Algorithms for mining frequent itemsets in static and dynamic datasets
Titel:
Algorithms for mining frequent itemsets in static and dynamic datasets
Auteur:
Hernández-León, R. Hernández-Palancar, J. Carrasco-Ochoa, Jesús A. Martínez-Trinidad, José Fco.
Verschenen in:
Intelligent data analysis
Paginering:
Jaargang 14 (2010) nr. 3 pagina's 419-435
Jaar:
2010-05-20
Inhoud:
In this paper, two algorithms for mining frequent itemsets in large sparse datasets are proposed.
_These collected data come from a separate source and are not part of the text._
//! Overflow and underflow predicates for wrap-around bit-vector
//! arithmetic.
//!
//! Each constructor builds a boolean term from comparison and
//! extension primitives stating that the named operation does NOT wrap
//! at the given width. Multiplication guards compute the product at
//! double width and therefore require `width <= 32`; the others accept
//! any width up to 63.

use satsieve_smt::terms::SmtTerm;

fn zero(width: u32) -> SmtTerm {
    SmtTerm::bv(0, width)
}

fn all_ones(width: u32) -> u64 {
    if width >= 64 {
        u64::MAX
    } else {
        (1u64 << width) - 1
    }
}

fn signed_min(width: u32) -> u64 {
    1u64 << (width - 1)
}

fn signed_max(width: u32) -> u64 {
    (1u64 << (width - 1)) - 1
}

/// `a + b` does not exceed the largest representable value.
pub fn add_no_overflow(a: &SmtTerm, b: &SmtTerm, width: u32, signed: bool) -> SmtTerm {
    if signed {
        // Only two non-negative addends can wrap past the maximum.
        SmtTerm::and(vec![
            a.clone().bv_sge(zero(width)),
            b.clone().bv_sge(zero(width)),
        ])
        .implies(a.clone().bv_add(b.clone()).bv_sge(zero(width)))
    } else {
        // With one carry bit of headroom the sum's top bit stays clear.
        a.clone()
            .zero_extend(1)
            .bv_add(b.clone().zero_extend(1))
            .extract(width, width)
            .eq(SmtTerm::bv(0, 1))
    }
}

/// `a + b` does not wrap past the smallest representable value.
/// Signed interpretation; unsigned addition cannot underflow.
pub fn add_no_underflow(a: &SmtTerm, b: &SmtTerm, width: u32) -> SmtTerm {
    SmtTerm::and(vec![
        a.clone().bv_slt(zero(width)),
        b.clone().bv_slt(zero(width)),
    ])
    .implies(a.clone().bv_add(b.clone()).bv_slt(zero(width)))
}

/// `a - b` does not exceed the largest representable value.
/// Signed interpretation; unsigned subtraction cannot overflow.
pub fn sub_no_overflow(a: &SmtTerm, b: &SmtTerm, width: u32) -> SmtTerm {
    SmtTerm::and(vec![
        a.clone().bv_sge(zero(width)),
        b.clone().bv_slt(zero(width)),
    ])
    .implies(a.clone().bv_sub(b.clone()).bv_sge(zero(width)))
}

/// `a - b` does not wrap past the smallest representable value.
pub fn sub_no_underflow(a: &SmtTerm, b: &SmtTerm, width: u32, signed: bool) -> SmtTerm {
    if signed {
        SmtTerm::and(vec![
            a.clone().bv_slt(zero(width)),
            b.clone().bv_sgt(zero(width)),
        ])
        .implies(a.clone().bv_sub(b.clone()).bv_slt(zero(width)))
    } else {
        a.clone().bv_uge(b.clone())
    }
}

/// `a * b` does not exceed the largest representable value. The product
/// is computed at double width, so `width` must be at most 32.
pub fn mul_no_overflow(a: &SmtTerm, b: &SmtTerm, width: u32, signed: bool) -> SmtTerm {
    debug_assert!(width <= 32, "double-width product must fit 64 bits");
    if signed {
        let wide = a
            .clone()
            .sign_extend(width)
            .bv_mul(b.clone().sign_extend(width));
        wide.bv_sle(SmtTerm::bv(signed_max(width), 2 * width))
    } else {
        let wide = a
            .clone()
            .zero_extend(width)
            .bv_mul(b.clone().zero_extend(width));
        wide.extract(2 * width - 1, width).eq(zero(width))
    }
}

/// `a * b` does not wrap past the smallest representable value.
/// Signed interpretation; unsigned multiplication cannot underflow.
/// `width` must be at most 32.
pub fn mul_no_underflow(a: &SmtTerm, b: &SmtTerm, width: u32) -> SmtTerm {
    debug_assert!(width <= 32, "double-width product must fit 64 bits");
    let wide = a
        .clone()
        .sign_extend(width)
        .bv_mul(b.clone().sign_extend(width));
    // The minimum of the original width, sign-extended to double width.
    let min_wide = ((1u128 << (2 * width)) - (1u128 << (width - 1))) as u64;
    wide.bv_sge(SmtTerm::bv(min_wide, 2 * width))
}

/// `a sdiv b` does not overflow: the only wrapping case is dividing the
/// minimum value by minus one.
pub fn sdiv_no_overflow(a: &SmtTerm, b: &SmtTerm, width: u32) -> SmtTerm {
    SmtTerm::and(vec![
        a.clone().eq(SmtTerm::bv(signed_min(width), width)),
        b.clone().eq(SmtTerm::bv(all_ones(width), width)),
    ])
    .not()
}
The first one, named Compressed Arrays (CA), allows to process datasets that do not change along the time (static datasets) while the second one, based on the ideas of the former and named Dynamic Compressed Arrays (DCA), processes datasets that change along the time by adding/deleting transactions (dynamic datasets). Both algorithms introduce a novel way to use equivalence classes of itemsets by performing a breadth first search through them and by storing the class prefix support in compressed arrays, which allows fast itemset support computing. On the other hand, unlike previous algorithms for dynamic datasets that store the full dataset in main memory without reusing the current frequent itemsets, DCA algorithm stores the current frequent itemsets in binary files, grouped in equivalence classes, and reuses them to calculate the new frequent itemsets.